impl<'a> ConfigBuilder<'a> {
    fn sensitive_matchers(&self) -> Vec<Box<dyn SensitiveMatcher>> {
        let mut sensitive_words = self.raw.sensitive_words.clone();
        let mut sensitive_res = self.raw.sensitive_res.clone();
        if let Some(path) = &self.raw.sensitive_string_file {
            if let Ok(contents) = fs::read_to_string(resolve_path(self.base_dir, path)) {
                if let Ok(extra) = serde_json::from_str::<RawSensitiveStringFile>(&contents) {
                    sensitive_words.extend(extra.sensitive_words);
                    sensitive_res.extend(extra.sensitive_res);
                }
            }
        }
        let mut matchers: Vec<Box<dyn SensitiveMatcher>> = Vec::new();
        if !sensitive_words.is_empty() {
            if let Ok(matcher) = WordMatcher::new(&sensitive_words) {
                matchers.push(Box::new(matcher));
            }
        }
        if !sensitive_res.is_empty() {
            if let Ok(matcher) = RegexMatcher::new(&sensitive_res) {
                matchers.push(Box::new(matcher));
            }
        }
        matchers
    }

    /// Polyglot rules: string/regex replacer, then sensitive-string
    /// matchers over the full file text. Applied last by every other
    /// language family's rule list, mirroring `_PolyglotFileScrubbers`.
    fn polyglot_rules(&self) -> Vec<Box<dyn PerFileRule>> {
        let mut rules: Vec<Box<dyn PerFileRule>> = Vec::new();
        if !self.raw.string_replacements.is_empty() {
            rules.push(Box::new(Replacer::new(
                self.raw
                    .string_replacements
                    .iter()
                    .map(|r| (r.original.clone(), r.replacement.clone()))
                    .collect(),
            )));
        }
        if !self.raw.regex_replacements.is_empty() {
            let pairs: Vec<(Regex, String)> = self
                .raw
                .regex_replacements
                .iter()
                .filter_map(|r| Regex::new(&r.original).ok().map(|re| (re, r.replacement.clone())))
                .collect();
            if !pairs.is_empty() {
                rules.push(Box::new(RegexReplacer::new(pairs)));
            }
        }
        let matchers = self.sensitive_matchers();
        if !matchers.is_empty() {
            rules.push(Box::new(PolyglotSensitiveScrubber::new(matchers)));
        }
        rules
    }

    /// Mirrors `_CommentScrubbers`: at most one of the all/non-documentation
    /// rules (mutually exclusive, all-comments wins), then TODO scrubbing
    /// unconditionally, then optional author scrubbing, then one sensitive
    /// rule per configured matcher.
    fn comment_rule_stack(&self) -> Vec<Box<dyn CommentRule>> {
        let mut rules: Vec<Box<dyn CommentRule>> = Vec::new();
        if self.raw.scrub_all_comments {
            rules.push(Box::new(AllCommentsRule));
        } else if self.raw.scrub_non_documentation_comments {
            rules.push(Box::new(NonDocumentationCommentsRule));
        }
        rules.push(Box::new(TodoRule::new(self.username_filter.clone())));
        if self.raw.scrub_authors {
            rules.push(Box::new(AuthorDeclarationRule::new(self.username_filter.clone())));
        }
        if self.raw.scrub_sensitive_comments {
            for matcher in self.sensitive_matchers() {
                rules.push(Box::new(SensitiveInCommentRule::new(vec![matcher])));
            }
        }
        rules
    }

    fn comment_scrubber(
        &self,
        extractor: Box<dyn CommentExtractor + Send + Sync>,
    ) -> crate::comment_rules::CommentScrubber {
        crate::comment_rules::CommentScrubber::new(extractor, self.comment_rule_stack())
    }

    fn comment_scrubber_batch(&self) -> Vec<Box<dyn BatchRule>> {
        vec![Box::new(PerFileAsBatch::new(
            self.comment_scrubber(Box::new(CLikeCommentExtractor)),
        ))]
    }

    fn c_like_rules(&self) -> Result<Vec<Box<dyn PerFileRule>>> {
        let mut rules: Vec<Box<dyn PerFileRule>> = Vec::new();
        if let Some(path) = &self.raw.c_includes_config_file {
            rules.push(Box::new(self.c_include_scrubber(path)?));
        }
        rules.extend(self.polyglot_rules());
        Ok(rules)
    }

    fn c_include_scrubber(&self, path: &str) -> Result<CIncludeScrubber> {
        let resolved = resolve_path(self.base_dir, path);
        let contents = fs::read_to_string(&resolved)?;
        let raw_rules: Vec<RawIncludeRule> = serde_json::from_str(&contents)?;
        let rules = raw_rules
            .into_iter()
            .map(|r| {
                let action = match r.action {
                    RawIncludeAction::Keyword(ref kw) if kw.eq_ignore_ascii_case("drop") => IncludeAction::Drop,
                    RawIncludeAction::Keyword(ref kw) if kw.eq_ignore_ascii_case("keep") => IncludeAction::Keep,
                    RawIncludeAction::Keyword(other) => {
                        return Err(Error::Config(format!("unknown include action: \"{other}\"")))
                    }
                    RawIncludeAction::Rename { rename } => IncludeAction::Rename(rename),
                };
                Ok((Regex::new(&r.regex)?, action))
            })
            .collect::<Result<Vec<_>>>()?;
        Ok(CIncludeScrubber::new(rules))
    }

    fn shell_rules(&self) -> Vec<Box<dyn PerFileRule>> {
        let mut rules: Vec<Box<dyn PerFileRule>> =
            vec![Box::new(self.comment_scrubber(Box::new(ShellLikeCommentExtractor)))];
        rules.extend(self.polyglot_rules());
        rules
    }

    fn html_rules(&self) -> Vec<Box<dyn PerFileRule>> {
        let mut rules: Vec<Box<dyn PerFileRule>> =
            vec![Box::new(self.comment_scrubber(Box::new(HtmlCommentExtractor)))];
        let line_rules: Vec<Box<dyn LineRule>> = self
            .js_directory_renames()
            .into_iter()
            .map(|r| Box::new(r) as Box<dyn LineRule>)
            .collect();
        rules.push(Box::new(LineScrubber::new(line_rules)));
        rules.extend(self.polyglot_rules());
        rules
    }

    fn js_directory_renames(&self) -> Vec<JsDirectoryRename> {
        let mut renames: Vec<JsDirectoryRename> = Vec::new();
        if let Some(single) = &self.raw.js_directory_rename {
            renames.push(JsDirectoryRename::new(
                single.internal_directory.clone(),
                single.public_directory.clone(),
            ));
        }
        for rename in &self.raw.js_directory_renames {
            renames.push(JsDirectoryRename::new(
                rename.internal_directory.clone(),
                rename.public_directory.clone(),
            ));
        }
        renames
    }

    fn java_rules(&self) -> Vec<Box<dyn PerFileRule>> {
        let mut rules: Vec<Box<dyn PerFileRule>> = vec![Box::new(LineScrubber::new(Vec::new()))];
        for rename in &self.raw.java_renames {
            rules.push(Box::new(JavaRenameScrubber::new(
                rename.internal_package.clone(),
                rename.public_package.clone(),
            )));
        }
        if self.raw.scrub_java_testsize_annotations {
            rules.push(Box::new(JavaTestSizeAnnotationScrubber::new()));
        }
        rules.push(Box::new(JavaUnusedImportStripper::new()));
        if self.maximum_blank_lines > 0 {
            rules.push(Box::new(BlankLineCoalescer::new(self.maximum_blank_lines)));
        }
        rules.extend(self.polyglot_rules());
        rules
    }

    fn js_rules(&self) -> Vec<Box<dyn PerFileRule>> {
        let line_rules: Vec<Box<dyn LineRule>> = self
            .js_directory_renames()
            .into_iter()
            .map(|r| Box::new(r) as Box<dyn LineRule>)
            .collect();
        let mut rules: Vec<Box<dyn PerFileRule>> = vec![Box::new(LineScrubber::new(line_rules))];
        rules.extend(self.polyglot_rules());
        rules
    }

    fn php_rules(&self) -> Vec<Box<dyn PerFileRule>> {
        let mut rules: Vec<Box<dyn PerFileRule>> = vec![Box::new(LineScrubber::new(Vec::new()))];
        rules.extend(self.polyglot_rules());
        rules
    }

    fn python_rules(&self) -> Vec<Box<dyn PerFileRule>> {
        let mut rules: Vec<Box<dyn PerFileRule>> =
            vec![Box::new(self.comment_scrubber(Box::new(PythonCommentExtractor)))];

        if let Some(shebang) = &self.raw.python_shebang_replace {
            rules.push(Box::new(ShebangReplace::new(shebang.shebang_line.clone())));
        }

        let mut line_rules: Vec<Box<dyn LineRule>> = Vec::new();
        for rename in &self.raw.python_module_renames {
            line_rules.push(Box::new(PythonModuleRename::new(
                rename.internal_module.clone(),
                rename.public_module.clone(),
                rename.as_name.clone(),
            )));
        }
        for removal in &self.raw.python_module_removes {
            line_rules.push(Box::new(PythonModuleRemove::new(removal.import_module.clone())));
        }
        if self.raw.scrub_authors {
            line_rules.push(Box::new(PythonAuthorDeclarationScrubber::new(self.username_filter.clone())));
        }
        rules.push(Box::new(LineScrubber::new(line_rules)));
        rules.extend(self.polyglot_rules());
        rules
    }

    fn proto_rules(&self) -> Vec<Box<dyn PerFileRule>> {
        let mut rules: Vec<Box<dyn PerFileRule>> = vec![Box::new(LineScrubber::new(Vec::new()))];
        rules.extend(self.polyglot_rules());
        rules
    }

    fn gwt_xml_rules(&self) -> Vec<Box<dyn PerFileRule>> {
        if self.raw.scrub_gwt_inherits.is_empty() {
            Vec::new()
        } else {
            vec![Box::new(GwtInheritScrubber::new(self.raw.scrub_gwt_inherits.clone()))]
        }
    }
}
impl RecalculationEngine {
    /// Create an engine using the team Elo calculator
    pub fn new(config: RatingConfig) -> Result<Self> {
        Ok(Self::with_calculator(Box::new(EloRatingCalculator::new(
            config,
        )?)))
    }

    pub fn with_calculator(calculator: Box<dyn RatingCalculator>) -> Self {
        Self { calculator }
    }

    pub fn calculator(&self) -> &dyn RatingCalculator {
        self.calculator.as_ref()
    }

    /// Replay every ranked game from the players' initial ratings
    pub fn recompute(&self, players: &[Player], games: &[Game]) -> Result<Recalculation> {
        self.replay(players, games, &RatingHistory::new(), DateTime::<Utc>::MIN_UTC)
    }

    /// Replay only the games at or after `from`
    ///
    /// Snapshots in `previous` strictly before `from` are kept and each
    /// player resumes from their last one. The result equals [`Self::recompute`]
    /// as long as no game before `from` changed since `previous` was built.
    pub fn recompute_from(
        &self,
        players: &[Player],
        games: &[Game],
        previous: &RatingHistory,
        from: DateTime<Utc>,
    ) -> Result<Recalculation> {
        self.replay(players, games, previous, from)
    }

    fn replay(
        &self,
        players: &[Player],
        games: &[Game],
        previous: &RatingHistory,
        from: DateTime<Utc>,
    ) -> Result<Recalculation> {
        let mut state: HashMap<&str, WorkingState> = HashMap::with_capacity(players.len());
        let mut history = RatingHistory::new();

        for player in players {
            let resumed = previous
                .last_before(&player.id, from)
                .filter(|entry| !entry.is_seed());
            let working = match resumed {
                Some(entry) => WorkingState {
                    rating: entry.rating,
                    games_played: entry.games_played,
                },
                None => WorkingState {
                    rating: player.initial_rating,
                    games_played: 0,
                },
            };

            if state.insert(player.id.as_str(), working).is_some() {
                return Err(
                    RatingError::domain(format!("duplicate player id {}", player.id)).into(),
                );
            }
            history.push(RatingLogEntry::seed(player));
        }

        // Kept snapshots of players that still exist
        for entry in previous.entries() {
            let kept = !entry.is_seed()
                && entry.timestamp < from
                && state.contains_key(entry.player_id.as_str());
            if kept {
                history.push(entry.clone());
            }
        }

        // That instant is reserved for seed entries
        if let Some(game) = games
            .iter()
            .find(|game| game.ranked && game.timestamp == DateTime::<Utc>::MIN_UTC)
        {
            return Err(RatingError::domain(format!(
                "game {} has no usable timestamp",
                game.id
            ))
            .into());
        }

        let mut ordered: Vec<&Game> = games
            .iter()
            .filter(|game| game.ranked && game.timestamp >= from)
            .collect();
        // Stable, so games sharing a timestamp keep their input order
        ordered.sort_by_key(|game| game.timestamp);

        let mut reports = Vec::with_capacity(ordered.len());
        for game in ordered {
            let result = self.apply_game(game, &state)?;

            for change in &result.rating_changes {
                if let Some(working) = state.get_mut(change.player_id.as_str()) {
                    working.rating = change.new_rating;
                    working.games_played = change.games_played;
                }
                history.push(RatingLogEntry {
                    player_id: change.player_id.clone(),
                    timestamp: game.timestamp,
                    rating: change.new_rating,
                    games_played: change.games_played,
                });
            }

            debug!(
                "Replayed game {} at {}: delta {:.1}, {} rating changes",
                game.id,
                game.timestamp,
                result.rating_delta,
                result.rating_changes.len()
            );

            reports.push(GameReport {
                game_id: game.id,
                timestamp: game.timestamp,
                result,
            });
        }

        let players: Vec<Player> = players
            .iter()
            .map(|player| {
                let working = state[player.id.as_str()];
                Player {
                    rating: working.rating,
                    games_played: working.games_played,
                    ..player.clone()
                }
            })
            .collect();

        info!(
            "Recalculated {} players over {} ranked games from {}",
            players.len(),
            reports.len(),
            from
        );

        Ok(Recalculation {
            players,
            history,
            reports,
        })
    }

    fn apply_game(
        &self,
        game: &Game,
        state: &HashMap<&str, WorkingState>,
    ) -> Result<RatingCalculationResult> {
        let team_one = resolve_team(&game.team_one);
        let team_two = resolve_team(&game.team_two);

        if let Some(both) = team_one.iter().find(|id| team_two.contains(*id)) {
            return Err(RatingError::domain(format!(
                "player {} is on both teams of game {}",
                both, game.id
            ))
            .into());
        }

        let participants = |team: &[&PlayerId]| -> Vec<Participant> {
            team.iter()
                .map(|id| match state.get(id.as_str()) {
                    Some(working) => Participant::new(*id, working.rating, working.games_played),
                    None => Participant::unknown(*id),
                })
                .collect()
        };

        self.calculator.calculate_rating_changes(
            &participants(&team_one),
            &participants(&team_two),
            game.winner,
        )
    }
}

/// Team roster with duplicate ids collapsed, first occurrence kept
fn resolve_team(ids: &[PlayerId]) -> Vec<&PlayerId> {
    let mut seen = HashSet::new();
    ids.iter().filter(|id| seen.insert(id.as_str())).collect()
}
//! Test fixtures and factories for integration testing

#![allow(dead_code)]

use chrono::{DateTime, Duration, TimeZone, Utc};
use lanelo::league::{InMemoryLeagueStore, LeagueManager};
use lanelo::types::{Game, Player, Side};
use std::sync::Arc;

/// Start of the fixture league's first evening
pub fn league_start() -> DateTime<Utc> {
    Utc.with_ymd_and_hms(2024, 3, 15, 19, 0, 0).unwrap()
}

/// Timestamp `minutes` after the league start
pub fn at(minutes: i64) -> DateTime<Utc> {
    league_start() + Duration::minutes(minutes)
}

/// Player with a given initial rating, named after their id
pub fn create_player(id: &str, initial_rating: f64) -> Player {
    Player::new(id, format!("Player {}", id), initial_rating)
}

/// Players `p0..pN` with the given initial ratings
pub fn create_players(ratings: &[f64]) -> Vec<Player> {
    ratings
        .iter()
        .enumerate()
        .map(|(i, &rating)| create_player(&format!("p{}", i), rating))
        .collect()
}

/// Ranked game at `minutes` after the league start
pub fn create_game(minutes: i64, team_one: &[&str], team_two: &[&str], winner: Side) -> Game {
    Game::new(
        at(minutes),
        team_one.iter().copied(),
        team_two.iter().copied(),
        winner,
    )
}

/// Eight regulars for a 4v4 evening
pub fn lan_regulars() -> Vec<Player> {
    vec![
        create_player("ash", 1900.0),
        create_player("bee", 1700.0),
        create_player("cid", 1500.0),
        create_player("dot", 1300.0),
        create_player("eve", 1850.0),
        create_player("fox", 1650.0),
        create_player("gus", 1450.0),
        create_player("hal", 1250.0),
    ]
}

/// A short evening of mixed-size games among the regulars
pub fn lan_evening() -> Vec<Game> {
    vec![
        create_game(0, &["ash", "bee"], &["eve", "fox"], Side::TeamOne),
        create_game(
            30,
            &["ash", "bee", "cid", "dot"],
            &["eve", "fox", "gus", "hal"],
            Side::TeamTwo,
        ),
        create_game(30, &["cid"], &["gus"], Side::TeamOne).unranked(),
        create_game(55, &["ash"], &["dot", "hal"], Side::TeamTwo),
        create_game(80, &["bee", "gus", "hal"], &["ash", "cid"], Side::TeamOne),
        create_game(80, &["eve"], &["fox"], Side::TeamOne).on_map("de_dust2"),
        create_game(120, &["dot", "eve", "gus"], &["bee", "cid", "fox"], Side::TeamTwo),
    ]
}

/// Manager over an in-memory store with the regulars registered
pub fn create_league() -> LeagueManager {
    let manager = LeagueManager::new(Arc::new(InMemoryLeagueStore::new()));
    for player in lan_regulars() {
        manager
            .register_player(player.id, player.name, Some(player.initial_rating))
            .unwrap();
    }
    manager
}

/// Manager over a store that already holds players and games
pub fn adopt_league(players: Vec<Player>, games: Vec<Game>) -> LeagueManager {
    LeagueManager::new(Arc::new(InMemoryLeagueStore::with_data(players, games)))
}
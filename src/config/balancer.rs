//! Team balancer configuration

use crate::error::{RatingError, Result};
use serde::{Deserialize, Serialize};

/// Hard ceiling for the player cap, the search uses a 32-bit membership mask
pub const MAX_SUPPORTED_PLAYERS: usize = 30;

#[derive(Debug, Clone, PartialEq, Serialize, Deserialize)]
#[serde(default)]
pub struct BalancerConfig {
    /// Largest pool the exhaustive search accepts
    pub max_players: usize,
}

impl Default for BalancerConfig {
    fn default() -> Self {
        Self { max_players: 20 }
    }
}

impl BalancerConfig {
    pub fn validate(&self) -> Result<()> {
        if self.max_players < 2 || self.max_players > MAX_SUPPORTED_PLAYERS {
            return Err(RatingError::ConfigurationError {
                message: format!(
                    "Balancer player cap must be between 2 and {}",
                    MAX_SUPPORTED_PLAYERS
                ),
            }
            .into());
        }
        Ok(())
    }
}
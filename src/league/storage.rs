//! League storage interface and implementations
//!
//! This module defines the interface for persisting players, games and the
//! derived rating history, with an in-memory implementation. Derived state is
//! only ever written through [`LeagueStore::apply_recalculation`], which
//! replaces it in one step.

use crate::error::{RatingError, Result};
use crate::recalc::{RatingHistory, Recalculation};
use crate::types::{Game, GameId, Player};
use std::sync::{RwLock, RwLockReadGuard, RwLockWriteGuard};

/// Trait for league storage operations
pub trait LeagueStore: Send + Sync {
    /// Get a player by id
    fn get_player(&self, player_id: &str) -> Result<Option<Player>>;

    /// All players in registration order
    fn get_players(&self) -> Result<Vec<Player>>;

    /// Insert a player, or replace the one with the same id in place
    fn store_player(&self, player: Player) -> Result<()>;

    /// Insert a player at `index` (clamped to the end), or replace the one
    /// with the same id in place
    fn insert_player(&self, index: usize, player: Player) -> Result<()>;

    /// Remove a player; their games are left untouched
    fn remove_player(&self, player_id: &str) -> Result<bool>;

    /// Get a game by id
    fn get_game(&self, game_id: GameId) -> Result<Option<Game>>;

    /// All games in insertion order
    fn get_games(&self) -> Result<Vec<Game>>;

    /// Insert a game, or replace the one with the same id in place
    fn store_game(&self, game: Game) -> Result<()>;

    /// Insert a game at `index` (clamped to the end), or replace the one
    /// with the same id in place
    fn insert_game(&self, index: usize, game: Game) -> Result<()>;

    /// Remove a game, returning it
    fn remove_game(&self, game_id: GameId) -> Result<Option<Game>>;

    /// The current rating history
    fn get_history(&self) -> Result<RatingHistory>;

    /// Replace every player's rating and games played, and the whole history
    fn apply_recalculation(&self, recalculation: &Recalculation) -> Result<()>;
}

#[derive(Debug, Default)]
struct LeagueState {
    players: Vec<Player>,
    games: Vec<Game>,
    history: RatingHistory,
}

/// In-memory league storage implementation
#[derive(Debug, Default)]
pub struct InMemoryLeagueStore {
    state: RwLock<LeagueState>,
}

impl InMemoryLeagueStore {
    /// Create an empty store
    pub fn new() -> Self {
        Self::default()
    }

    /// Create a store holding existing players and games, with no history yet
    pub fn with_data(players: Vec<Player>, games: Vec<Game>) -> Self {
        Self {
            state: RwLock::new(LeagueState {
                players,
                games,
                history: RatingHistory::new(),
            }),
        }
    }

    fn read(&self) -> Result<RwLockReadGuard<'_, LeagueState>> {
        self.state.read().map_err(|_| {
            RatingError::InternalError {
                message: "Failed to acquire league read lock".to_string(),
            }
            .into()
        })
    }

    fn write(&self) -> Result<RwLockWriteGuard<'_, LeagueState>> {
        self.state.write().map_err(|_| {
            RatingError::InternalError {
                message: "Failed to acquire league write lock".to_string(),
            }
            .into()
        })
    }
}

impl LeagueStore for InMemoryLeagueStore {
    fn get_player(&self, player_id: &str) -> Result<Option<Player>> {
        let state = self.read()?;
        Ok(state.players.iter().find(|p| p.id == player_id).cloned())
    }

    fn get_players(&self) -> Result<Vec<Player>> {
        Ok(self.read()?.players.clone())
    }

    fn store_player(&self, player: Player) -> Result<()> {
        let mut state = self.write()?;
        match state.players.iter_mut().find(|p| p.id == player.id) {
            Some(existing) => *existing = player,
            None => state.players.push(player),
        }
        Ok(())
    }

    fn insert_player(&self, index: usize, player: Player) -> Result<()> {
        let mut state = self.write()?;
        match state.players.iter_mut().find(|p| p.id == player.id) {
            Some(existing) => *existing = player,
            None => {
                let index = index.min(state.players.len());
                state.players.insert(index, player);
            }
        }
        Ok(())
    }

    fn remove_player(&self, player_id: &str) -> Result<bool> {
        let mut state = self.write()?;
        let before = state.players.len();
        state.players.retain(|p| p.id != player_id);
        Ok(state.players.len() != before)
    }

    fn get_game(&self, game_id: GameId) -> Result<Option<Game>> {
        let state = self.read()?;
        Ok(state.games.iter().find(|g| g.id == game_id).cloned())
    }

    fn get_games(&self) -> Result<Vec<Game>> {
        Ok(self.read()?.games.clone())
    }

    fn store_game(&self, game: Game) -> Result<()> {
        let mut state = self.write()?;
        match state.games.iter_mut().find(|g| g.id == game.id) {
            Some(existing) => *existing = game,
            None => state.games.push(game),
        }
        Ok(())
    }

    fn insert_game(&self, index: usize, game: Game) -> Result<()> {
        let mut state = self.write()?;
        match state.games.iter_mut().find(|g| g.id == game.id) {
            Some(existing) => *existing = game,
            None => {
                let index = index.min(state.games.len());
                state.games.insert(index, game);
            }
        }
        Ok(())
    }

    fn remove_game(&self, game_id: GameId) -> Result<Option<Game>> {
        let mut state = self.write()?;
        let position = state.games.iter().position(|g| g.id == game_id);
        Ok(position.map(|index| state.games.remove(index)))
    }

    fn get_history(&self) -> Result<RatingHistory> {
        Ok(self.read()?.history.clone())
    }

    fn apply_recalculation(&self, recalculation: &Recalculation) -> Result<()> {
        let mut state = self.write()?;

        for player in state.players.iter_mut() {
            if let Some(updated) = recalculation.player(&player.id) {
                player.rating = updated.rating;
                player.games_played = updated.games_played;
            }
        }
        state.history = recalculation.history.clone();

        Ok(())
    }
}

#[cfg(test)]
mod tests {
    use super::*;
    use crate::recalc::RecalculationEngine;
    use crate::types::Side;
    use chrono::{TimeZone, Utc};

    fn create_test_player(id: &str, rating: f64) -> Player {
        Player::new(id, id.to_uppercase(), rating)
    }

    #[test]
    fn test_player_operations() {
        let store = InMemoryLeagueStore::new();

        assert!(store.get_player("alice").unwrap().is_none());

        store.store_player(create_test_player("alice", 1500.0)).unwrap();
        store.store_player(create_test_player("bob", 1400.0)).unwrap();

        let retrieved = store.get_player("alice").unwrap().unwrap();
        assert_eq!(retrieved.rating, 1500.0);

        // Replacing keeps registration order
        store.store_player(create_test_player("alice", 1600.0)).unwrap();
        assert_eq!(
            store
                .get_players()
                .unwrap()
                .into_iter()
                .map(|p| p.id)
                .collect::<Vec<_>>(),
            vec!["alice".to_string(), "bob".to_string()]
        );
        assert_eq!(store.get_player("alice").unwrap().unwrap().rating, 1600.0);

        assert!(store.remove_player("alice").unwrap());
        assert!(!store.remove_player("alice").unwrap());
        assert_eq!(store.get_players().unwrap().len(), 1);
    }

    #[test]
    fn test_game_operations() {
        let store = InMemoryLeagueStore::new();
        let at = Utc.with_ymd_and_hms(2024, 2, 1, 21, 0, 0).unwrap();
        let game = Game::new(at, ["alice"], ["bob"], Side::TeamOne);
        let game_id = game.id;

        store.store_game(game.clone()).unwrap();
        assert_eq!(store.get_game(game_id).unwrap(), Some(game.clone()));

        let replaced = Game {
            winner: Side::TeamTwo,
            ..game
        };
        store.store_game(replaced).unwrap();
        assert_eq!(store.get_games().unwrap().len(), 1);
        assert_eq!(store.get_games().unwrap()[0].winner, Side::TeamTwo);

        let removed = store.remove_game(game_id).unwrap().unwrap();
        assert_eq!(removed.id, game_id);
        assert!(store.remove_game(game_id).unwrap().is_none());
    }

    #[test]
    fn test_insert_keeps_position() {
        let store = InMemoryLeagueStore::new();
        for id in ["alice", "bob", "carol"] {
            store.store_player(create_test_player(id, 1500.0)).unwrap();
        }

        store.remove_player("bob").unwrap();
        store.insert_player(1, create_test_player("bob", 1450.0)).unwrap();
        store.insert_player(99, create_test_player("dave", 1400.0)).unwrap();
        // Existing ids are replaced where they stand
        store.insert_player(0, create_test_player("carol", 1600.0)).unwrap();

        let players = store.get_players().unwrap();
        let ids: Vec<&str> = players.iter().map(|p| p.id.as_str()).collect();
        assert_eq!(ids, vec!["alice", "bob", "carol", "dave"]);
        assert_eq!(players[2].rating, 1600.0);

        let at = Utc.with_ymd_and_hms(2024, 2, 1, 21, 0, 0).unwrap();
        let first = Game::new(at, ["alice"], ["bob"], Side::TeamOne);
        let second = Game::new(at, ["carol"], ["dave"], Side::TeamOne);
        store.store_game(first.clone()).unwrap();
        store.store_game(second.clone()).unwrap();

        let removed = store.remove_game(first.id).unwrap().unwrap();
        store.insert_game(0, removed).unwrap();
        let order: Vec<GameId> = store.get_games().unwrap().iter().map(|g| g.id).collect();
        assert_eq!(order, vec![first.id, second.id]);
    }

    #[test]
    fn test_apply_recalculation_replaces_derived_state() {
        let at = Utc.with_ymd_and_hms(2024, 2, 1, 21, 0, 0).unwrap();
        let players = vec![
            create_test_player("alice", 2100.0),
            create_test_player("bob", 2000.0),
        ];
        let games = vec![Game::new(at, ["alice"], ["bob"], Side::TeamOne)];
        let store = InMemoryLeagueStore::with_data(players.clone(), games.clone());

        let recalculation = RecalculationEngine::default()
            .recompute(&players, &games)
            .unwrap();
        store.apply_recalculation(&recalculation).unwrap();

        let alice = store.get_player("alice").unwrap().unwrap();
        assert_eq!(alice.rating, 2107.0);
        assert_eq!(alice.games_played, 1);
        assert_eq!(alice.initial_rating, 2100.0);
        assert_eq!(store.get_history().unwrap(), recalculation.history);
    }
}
# # # #
Write the number of lines in the data above that contain the word "previous", and add nothing to it.

7